In the listing below, find each line containing "ClientConfigActiveModel" and report it.

╭─ Records provided

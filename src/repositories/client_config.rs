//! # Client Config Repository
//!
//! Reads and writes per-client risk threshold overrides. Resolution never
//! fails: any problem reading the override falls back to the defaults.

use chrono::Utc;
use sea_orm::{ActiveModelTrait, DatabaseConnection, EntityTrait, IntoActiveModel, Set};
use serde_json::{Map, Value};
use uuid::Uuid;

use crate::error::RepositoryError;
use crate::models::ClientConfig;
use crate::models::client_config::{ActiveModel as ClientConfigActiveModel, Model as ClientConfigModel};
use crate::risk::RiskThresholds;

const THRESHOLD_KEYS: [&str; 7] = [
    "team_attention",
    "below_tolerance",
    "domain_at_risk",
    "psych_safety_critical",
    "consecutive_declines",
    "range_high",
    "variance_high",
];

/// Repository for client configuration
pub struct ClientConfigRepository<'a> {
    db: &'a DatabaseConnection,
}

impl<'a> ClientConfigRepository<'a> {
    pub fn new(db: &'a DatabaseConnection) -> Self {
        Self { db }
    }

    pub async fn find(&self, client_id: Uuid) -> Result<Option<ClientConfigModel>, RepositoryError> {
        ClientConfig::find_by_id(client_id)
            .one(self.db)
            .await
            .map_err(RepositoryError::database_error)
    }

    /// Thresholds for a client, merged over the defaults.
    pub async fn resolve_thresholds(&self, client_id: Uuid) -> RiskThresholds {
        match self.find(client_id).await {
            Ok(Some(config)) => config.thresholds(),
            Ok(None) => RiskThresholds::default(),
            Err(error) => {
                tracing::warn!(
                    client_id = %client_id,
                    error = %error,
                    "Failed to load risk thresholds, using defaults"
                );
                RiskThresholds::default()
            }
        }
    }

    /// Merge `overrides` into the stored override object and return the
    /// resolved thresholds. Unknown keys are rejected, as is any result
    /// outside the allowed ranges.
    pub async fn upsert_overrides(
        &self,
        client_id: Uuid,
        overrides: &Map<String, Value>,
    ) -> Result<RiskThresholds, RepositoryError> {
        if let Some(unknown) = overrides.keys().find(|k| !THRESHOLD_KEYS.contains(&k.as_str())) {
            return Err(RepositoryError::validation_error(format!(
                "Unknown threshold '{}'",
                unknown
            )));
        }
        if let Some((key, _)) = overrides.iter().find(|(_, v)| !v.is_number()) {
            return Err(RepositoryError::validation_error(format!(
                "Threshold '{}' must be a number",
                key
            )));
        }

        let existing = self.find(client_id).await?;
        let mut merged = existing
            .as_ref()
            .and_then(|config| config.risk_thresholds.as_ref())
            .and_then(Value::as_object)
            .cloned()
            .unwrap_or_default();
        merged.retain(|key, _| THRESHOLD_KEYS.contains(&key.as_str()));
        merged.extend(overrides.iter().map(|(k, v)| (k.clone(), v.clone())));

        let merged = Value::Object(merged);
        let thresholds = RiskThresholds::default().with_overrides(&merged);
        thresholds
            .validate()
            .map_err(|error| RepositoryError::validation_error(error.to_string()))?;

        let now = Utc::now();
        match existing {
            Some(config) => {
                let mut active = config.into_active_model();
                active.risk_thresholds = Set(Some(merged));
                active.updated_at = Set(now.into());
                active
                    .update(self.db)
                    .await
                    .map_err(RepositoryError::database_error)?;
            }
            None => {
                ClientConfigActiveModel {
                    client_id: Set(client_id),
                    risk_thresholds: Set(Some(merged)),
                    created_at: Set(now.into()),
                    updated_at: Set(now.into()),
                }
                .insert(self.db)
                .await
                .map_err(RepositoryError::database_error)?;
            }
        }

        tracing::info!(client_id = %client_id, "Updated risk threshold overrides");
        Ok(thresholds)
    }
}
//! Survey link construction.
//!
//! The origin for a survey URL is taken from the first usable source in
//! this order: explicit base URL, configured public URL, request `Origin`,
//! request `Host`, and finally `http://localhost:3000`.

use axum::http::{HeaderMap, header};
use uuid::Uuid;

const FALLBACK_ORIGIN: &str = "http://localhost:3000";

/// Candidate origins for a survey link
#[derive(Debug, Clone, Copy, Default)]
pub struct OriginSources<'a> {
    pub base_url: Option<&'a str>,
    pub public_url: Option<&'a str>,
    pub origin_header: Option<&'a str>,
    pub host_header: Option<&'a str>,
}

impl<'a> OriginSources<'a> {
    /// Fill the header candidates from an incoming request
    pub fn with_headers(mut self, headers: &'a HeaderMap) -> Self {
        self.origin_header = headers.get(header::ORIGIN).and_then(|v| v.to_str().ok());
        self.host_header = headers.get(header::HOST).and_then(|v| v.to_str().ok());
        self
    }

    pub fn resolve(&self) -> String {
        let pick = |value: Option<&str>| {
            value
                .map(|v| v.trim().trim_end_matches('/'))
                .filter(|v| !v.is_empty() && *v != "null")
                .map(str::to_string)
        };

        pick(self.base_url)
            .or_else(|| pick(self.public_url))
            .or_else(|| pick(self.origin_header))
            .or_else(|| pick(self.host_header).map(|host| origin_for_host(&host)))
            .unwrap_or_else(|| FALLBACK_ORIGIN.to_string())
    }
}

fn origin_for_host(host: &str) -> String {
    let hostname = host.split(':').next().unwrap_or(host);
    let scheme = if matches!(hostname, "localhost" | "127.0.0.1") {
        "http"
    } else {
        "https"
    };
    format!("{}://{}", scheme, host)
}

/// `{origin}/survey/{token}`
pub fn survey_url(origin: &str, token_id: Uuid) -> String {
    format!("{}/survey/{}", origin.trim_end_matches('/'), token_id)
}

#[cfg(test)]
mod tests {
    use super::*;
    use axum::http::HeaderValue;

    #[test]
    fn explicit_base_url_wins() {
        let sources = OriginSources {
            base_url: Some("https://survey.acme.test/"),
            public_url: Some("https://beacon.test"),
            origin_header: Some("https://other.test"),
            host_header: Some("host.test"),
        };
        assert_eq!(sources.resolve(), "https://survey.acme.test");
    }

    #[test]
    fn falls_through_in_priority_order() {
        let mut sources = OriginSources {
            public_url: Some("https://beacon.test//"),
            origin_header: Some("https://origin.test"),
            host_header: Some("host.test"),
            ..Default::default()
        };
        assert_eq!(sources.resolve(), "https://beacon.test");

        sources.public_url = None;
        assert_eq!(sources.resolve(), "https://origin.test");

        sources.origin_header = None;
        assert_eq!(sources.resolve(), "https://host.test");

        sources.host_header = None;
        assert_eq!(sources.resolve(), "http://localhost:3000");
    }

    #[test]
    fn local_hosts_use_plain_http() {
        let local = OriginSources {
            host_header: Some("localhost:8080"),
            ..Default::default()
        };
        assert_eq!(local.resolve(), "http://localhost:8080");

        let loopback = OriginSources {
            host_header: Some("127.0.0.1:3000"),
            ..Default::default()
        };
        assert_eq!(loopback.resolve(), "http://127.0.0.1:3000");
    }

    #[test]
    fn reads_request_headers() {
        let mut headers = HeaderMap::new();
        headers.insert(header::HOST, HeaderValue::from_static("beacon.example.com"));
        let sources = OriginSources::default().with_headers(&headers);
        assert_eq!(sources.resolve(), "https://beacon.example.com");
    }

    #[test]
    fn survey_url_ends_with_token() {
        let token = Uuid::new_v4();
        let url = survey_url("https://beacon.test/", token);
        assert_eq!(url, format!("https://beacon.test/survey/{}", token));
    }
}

╰─

• Exercise solution:
use crate::models::client_config::{ActiveModel as ClientConfigActiveModel, Model as ClientConfigModel};
                ClientConfigActiveModel {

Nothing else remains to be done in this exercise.